The Midwestern duo consider basic programs as excessive that serve as many people’s last line of defense between scraping by and sheer destitution.
Mike Pence and Paul Ryan would voucherize Medicare that keeps elderly Americans healthy. They would obliterate the food benefits that keep families from starving to death.
They would roll back the Medicaid program that gives poor and disabled Americans healthcare access and pays for elderly Americans’ nursing homes. Social Security privatization would likely follow.
Even the United States’ already severely underfunded budgets for infrastructure repair would be cut to the bone. Pence and Ryan would be a disaster for the long-term future health of the United States, its allies and its economic partners.
What’s the Matter With Republicans?
Why do working-class conservatives seem to vote so often against their own economic interests?
My stab at an answer would begin in the 18th and 19th centuries. Many Trump supporters live in places that once were on the edge of the American frontier. Life on that frontier was fragile, perilous, lonely and remorseless. If a single slip could produce disaster, then discipline and self-reliance were essential. The basic pattern of life was an underlying condition of peril, warded off by an ethos of self-restraint, temperance, self-control and strictness of conscience.
.. Today these places are no longer frontier towns, but many of them still exist on the same knife’s edge between traditionalist order and extreme dissolution.
.. Many people in these places tend to see their communities the way foreign policy realists see the world: as an unvarnished struggle for resources — as a tough world, a no-illusions world, a world where conflict is built into the fabric of reality.
.. The virtues most admired in such places, then and now, are what Shirley Robin Letwin once called the vigorous virtues: “upright, self-sufficient, energetic, adventurous, independent minded, loyal to friends and robust against foes.”
.. The sins that can cause the most trouble are not the social sins — injustice, incivility, etc. They are the personal sins — laziness, self-indulgence, drinking, sleeping around.

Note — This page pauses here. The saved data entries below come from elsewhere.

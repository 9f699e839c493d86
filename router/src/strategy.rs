//! Reranker mode selection
//!
//! Resolves the `--reranker-mode` CLI setting against the families the loaded model supports.

use anyhow::{anyhow, Result};
use search_ranking_backend::ModelFamily;

/// CLI mode for reranker selection
#[derive(Debug, Clone, Copy, PartialEq, Eq)]
pub enum RerankMode {
    Auto,
    CrossEncoder,
    BiEncoder,
    Disabled,
}

impl std::str::FromStr for RerankMode {
    type Err = anyhow::Error;

    fn from_str(s: &str) -> Result<Self> {
        match s.to_lowercase().replace('-', "_").as_str() {
            "auto" => Ok(Self::Auto),
            "cross_encoder" => Ok(Self::CrossEncoder),
            "bi_encoder" => Ok(Self::BiEncoder),
            "disabled" | "none" => Ok(Self::Disabled),
            _ => Err(anyhow!(
                "Invalid reranker mode: {}. Valid values: auto, cross_encoder, bi_encoder, disabled",
                s
            )),
        }
    }
}

/// Determine the rerank model family from the CLI mode, the model capabilities and the family
/// the pipeline configuration asks for
///
/// # Errors
/// Returns error if a family is forced that the model does not support
pub fn determine_family(
    mode: &RerankMode,
    supported: &[ModelFamily],
    configured: ModelFamily,
) -> Result<ModelFamily> {
    let forced = match mode {
        RerankMode::Disabled => return Ok(ModelFamily::None),
        RerankMode::CrossEncoder => ModelFamily::CrossEncoder,
        RerankMode::BiEncoder => ModelFamily::BiEncoder,
        RerankMode::Auto => {
            if configured == ModelFamily::None || supported.contains(&configured) {
                return Ok(configured);
            }
            return match supported.first() {
                Some(family) => {
                    tracing::warn!(
                        "Configured {configured} reranking is not supported by the model, using {family}"
                    );
                    Ok(*family)
                }
                None => {
                    tracing::warn!("No rerank model loaded, reranking is disabled");
                    Ok(ModelFamily::None)
                }
            };
        }
    };

    if supported.contains(&forced) {
        Ok(forced)
    } else {
        Err(anyhow!(
            "The rerank model does not support {} reranking. \
             Use --reranker-mode auto or load a model that does.",
            forced
        ))
    }
}
use search_ranking_router::init_logging;

#[test]
fn test_init_logging_installs_subscriber() {
    init_logging(true, false);

    tracing::info!("Subscriber installed");
    assert!(tracing::dispatcher::has_been_set());
}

.. Moreover, the forces of social disruption are visible on every street: the slackers taking advantage of the disability programs, the people popping out babies, the drug users, the spouse abusers.

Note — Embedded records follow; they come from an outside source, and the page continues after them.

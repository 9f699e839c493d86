use crate::strategy::RerankMode;
use anyhow::Result;
use clap::Parser;
use search_ranking_backend::Metric;
use search_ranking_core::config::SearchType;

/// Process configuration
#[derive(Parser, Debug, Clone)]
#[clap(author, version, about, long_about = None)]
pub struct Args {
    /// Path to a JSON pipeline configuration.
    ///
    /// If not set, the `search_type` preset is used.
    #[clap(long, env)]
    pub config_path: Option<String>,

    /// Preset used when no configuration file is given.
    /// One of `image`, `text`, `multimodal` or `hybrid`.
    #[clap(default_value = "hybrid", long, env)]
    pub search_type: String,

    /// Overrides the similarity metric of the configuration
    #[clap(long, env, value_enum)]
    pub metric: Option<Metric>,

    /// Reranker mode selection
    #[clap(long, env, default_value = "auto")]
    pub reranker_mode: String,

    /// Optionally control the number of rerank worker threads.
    /// Default to the number of CPU cores on the machine.
    #[clap(long, env)]
    pub rerank_workers: Option<usize>,

    /// The maximum amount of concurrent pipeline runs.
    /// Having a low limit will refuse requests instead of having them
    /// wait for too long.
    #[clap(default_value = "512", long, env)]
    pub max_concurrent_requests: usize,

    /// Deadline given to a request that does not set its own, in milliseconds
    #[clap(default_value = "2000", long, env)]
    pub default_timeout_ms: u64,

    /// Outputs the logs in JSON format (useful for telemetry)
    #[clap(long, env)]
    pub json_output: bool,

    // Whether or not to include the log trace through spans
    #[clap(long, env)]
    pub disable_spans: bool,

    /// The IP address the Prometheus exporter listens on
    #[clap(default_value = "0.0.0.0", long, env)]
    pub hostname: String,

    /// The Prometheus port to listen on.
    #[clap(default_value = "9000", long, env)]
    pub prometheus_port: u16,

    /// Do not install the Prometheus exporter
    #[clap(long, env)]
    pub disable_prometheus: bool,
}

impl Args {
    pub fn parse_reranker_mode(&self) -> Result<RerankMode> {
        self.reranker_mode.parse()
    }

    pub fn parse_search_type(&self) -> Result<SearchType> {
        Ok(self.search_type.parse()?)
    }
}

.. In their view, government doesn’t reinforce the vigorous virtues. On the contrary, it undermines them — by fostering initiative-sucking dependency, by letting people get away with their mistakes so they can make more of them and by getting in the way of moral formation.

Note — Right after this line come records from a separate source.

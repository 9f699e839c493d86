#![allow(dead_code)]

use search_ranking_backend::{
    BackendError, ModelFamily, PairBatch, RerankModel, RetrievalRequest, RetrievedItem, Retriever,
};
use search_ranking_router::Args;
use clap::Parser;
use std::sync::Arc;

/// Returns `n` items scored 0.9, 0.8, ... whose documents are `doc{i}`
pub struct StaticRetriever {
    pub n: usize,
}

#[async_trait::async_trait]
impl Retriever for StaticRetriever {
    async fn search(&self, request: RetrievalRequest) -> Result<Vec<RetrievedItem>, BackendError> {
        Ok((0..self.n.min(request.top_k))
            .map(|i| {
                let mut item = RetrievedItem {
                    id: format!("c{i}"),
                    score: Some(0.9 - 0.1 * i as f32),
                    ..Default::default()
                };
                item.metadata
                    .insert("title".to_string(), format!("doc{i}").into());
                item
            })
            .collect())
    }
}

/// Cross-encoder scoring documents by their index, reversing the retrieval order
pub struct IndexModel;

impl RerankModel for IndexModel {
    fn health(&self) -> Result<(), BackendError> {
        Ok(())
    }

    fn families(&self) -> Vec<ModelFamily> {
        vec![ModelFamily::CrossEncoder]
    }

    fn predict(&self, batch: PairBatch) -> Result<Vec<f32>, BackendError> {
        batch
            .documents
            .iter()
            .map(|d| match d.strip_prefix("doc") {
                Some(index) => index
                    .parse::<f32>()
                    .map_err(|err| BackendError::Inference(err.to_string())),
                // Warmup and health documents
                None => Ok(0.0),
            })
            .collect()
    }
}

pub fn retriever(n: usize) -> Arc<dyn Retriever> {
    Arc::new(StaticRetriever { n })
}

pub fn model() -> Option<Arc<dyn RerankModel + Send + Sync>> {
    Some(Arc::new(IndexModel))
}

/// Parse args, never installing the Prometheus exporter
pub fn args(extra: &[&str]) -> Args {
    let mut argv = vec!["search-ranking-router", "--disable-prometheus", "--rerank-workers", "2"];
    argv.extend_from_slice(extra);
    Args::try_parse_from(argv).unwrap()
}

The only way you build up self-reliant virtues, in this view, is through struggle. Yet faraway government experts want to cushion people from the hardships that are the schools of self-reliance. Compassionate government threatens to turn people into snowflakes.
.. a woman from Louisiana complaining about the childproof lids on medicine and the mandatory seatbelt laws. “We let them throw lawn darts, smoked alongside them,” the woman says of her children. “And they survived. Now it’s like your kid needs a helmet, knee pads and elbow pads to go down the kiddy slide.”
.. they perceive government as a corrupt arm used against the little guy. She argues that these voters may vote against their economic interests, but they vote for their emotional interests, for candidates who share their emotions about problems and groups.
.. I’d say they believe that big government support would provide short-term assistance, but that it would be a long-term poison to the values that are at the core of prosperity.